On questioning by Inspector Lacey under caution, the accused admitted he had been responsible for caring for the dogs for the previous three years but only visited them infrequently. The last time he had tended to the dogs was three days before Inspector Lacey’s visit. The man openly admitted to not feeding the dogs enough.
Judge Brian O’Shea convicted on two counts with a further seven counts taken into consideration. On imposing a four month custodial sentence, suspended for 12 months, Judge O’Shea remarked “the only thing going for the accused, and the only reason he is not facing a custodial sentence in jail, is that he entered an early plea of guilty to the charges before him”.
He also fined the man €1,500 and ordered that he pay vet fees of €832.98 and legal fees of €1,000. In addition, an order was made prohibiting the accused from having possession or control of a dog or dogs for five years.

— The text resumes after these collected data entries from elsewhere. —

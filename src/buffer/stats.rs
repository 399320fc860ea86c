//! Node cache statistics tracking.

use std::fmt;
use std::sync::atomic::{AtomicU64, Ordering};

/// Statistics tracked by the node cache.
///
/// Counters are atomic so a snapshot can be taken through a shared
/// reference while the cache itself sits behind a lock. All updates use
/// `Ordering::Relaxed`: counters are independent and only need atomicity.
///
/// # Example
/// ```
/// use pagetree::CacheStats;
/// use std::sync::atomic::Ordering;
///
/// let stats = CacheStats::new();
/// stats.cache_hits.fetch_add(1, Ordering::Relaxed);
/// assert_eq!(stats.cache_hits.load(Ordering::Relaxed), 1);
/// ```
#[derive(Debug)]
pub struct CacheStats {
    /// Number of times a record was found in the cache.
    pub cache_hits: AtomicU64,

    /// Number of times a record had to be read from the file.
    pub cache_misses: AtomicU64,

    /// Number of records evicted to make room.
    pub evictions: AtomicU64,

    /// Number of full records read from the file.
    pub records_read: AtomicU64,

    /// Number of full records written to the file.
    pub records_written: AtomicU64,

    /// Number of parent-field patches written straight to the file.
    pub parent_patches: AtomicU64,
}

impl CacheStats {
    /// Create a new stats tracker with all counters at zero.
    pub fn new() -> Self {
        Self {
            cache_hits: AtomicU64::new(0),
            cache_misses: AtomicU64::new(0),
            evictions: AtomicU64::new(0),
            records_read: AtomicU64::new(0),
            records_written: AtomicU64::new(0),
            parent_patches: AtomicU64::new(0),
        }
    }

    /// Calculate cache hit rate (0.0 to 1.0).
    pub fn hit_rate(&self) -> f64 {
        self.snapshot().hit_rate()
    }

    /// Get a snapshot of current statistics.
    pub fn snapshot(&self) -> StatsSnapshot {
        StatsSnapshot {
            cache_hits: self.cache_hits.load(Ordering::Relaxed),
            cache_misses: self.cache_misses.load(Ordering::Relaxed),
            evictions: self.evictions.load(Ordering::Relaxed),
            records_read: self.records_read.load(Ordering::Relaxed),
            records_written: self.records_written.load(Ordering::Relaxed),
            parent_patches: self.parent_patches.load(Ordering::Relaxed),
        }
    }

    /// Reset all counters to zero.
    pub fn reset(&self) {
        self.cache_hits.store(0, Ordering::Relaxed);
        self.cache_misses.store(0, Ordering::Relaxed);
        self.evictions.store(0, Ordering::Relaxed);
        self.records_read.store(0, Ordering::Relaxed);
        self.records_written.store(0, Ordering::Relaxed);
        self.parent_patches.store(0, Ordering::Relaxed);
    }

    #[inline]
    pub(crate) fn bump(counter: &AtomicU64) {
        counter.fetch_add(1, Ordering::Relaxed);
    }
}

impl Default for CacheStats {
    fn default() -> Self {
        Self::new()
    }
}

/// A point-in-time copy of [`CacheStats`].
#[derive(Debug, Clone, Copy, PartialEq, Eq, Default)]
pub struct StatsSnapshot {
    pub cache_hits: u64,
    pub cache_misses: u64,
    pub evictions: u64,
    pub records_read: u64,
    pub records_written: u64,
    pub parent_patches: u64,
}

impl StatsSnapshot {
    /// Calculate cache hit rate (0.0 to 1.0).
    pub fn hit_rate(&self) -> f64 {
        let total = self.cache_hits + self.cache_misses;
        if total == 0 {
            0.0
        } else {
            self.cache_hits as f64 / total as f64
        }
    }
}

impl fmt::Display for StatsSnapshot {
    fn fmt(&self, f: &mut fmt::Formatter<'_>) -> fmt::Result {
        write!(
            f,
            "Stats {{ hits: {}, misses: {}, evictions: {}, hit_rate: {:.2}% }}",
            self.cache_hits,
            self.cache_misses,
            self.evictions,
            self.hit_rate() * 100.0
        )
    }
}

Judge O’Shea also said “These animals were neglected over a prolonged period of time. This case is at the upper end of the range of gravity” adding “I have to give a commendation to Inspector Lacey for her evidence here today in court. The swift action of the ISPCA led to these dogs being taken into care”.
Inspector Lacey commented: “These three dogs had suffered unnecessarily over a considerable amount of time without adequate feeding or a proper level of routine care. The person responsible for them failed to do anything to alleviate their suffering during that time, which resulted in many issues, including malnourishment and untreated skin conditions. This is completely unacceptable in a situation where the animal relies solely on someone to provide for them”.
The ISPCA encourages members of the public to continue reporting any animal welfare concerns online here https://www.ispca.ie/cruelty_complaint or by contacting the National Animal Cruelty Helpline on 0818 515 515 or by emailing email@example.com.Viewed 5159 times.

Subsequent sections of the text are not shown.